Saved data entries:
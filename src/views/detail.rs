use crate::api::ApiClient;
use crate::app::Route;
use crate::dto::{Severity, Status};
use crate::format::locale_date;
use crate::state::{DetailDraft, RequestSequence};
use leptos::*;
use wasm_bindgen_futures::spawn_local;

#[component]
pub fn IncidentDetail(id: String) -> impl IntoView {
    let api = store_value(expect_context::<ApiClient>());
    let route = expect_context::<RwSignal<Route>>();
    let incident_id = store_value(id);

    let draft = create_rw_signal(DetailDraft::default());
    let loading = create_rw_signal(false);
    let saving = create_rw_signal(false);
    let notice = create_rw_signal(None::<String>);

    let sequence = RequestSequence::default();

    // The shell recreates this view whenever the route id changes, so one
    // load per instance is enough. The ticket drops a response that lands
    // after teardown.
    {
        let id = incident_id.get_value();
        if !id.is_empty() {
            let ticket = sequence.begin();
            let api = api.get_value();
            loading.set(true);
            spawn_local(async move {
                let result = api.get_incident(&id).await;
                if !ticket.is_current() {
                    return;
                }
                match result {
                    Ok(inc) => draft.set(DetailDraft::from_incident(&inc, locale_date)),
                    Err(e) => logging::error!("failed to load incident {id}: {e}"),
                }
                loading.set(false);
            });
        }
    }

    on_cleanup(move || sequence.invalidate());

    let save = move || {
        let id = incident_id.get_value();
        if id.is_empty() || saving.get_untracked() {
            return;
        }
        saving.set(true);
        notice.set(None);
        let payload = draft.get_untracked().to_update();
        let api = api.get_value();
        spawn_local(async move {
            match api.update_incident(&id, &payload).await {
                Ok(_) => {
                    saving.set(false);
                    route.set(Route::List);
                }
                Err(e) => {
                    logging::error!("failed to save incident {id}: {e}");
                    notice.set(Some(format!("Failed to save changes: {e}")));
                    saving.set(false);
                }
            }
        });
    };

    view! {
      <div class="page detail-page">
        <h1>"Incident Detail"</h1>
        <div class="card">
          <div class="card-header">
            <h2>"Incident Tracker"</h2>
          </div>

          <Show when=move || loading.get() fallback=|| ()>
            <div class="loading">"Loading incident..."</div>
          </Show>

          <Show when=move || !loading.get() fallback=|| ()>
            <div class="form">
              <h3>{move || draft.with(|d| d.title.clone())}</h3>

              <Show when=move || notice.get().is_some() fallback=|| ()>
                <div class="notice">
                  <span>{move || notice.get().unwrap_or_default()}</span>
                  <button on:click=move |_| notice.set(None)>"Dismiss"</button>
                </div>
              </Show>

              <label>
                "Service:"
                <span class="readonly">{move || draft.with(|d| d.service.clone())}</span>
              </label>

              <label>"Severity:"</label>
              <select on:change=move |ev| {
                if let Some(sev) = Severity::parse(&event_target_value(&ev)) {
                    draft.update(|d| d.severity = sev);
                }
              }>
                <For
                  each=move || Severity::ALL
                  key=|sev| *sev
                  children=move |sev| view! {
                    <option
                      value=sev.as_str()
                      prop:selected=move || draft.with(|d| d.severity == sev)
                    >
                      {sev.as_str()}
                    </option>
                  }
                />
              </select>

              <label>"Status:"</label>
              <select on:change=move |ev| {
                if let Some(status) = Status::parse(&event_target_value(&ev)) {
                    draft.update(|d| d.status = status);
                }
              }>
                <For
                  each=move || Status::ALL
                  key=|st| *st
                  children=move |st| view! {
                    <option
                      value=st.as_str()
                      prop:selected=move || draft.with(|d| d.status == st)
                    >
                      {st.as_str()}
                    </option>
                  }
                />
              </select>

              <label>"Assigned To:"</label>
              <input
                type="text"
                prop:value=move || draft.with(|d| d.assigned_to.clone())
                on:input=move |ev| draft.update(|d| d.assigned_to = event_target_value(&ev))
              />

              <label>
                "Occurred At:"
                <span class="readonly">{move || draft.with(|d| d.occurred_at.clone())}</span>
              </label>

              <label>"Summary"</label>
              <textarea
                prop:value=move || draft.with(|d| d.summary.clone())
                on:input=move |ev| draft.update(|d| d.summary = event_target_value(&ev))
              />

              <div class="row">
                <button disabled=move || saving.get() on:click=move |_| save()>
                  {move || if saving.get() { "Saving..." } else { "Save Changes" }}
                </button>
                <button on:click=move |_| route.set(Route::List)>"Cancel"</button>
              </div>
            </div>
          </Show>
        </div>
      </div>
    }
}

**What is required**. Copy the lines above exactly, from the very first through the one containing "let route = expect_context::<RwSignal<Route>>();", and include no other line.

**Response to this task**.
filename src/views/detail.rs
use crate::api::ApiClient;
use crate::app::Route;
use crate::dto::{Severity, Status};
use crate::format::locale_date;
use crate::state::{DetailDraft, RequestSequence};
use leptos::*;
use wasm_bindgen_futures::spawn_local;

#[component]
pub fn IncidentDetail(id: String) -> impl IntoView {
    let api = store_value(expect_context::<ApiClient>());
    let route = expect_context::<RwSignal<Route>>();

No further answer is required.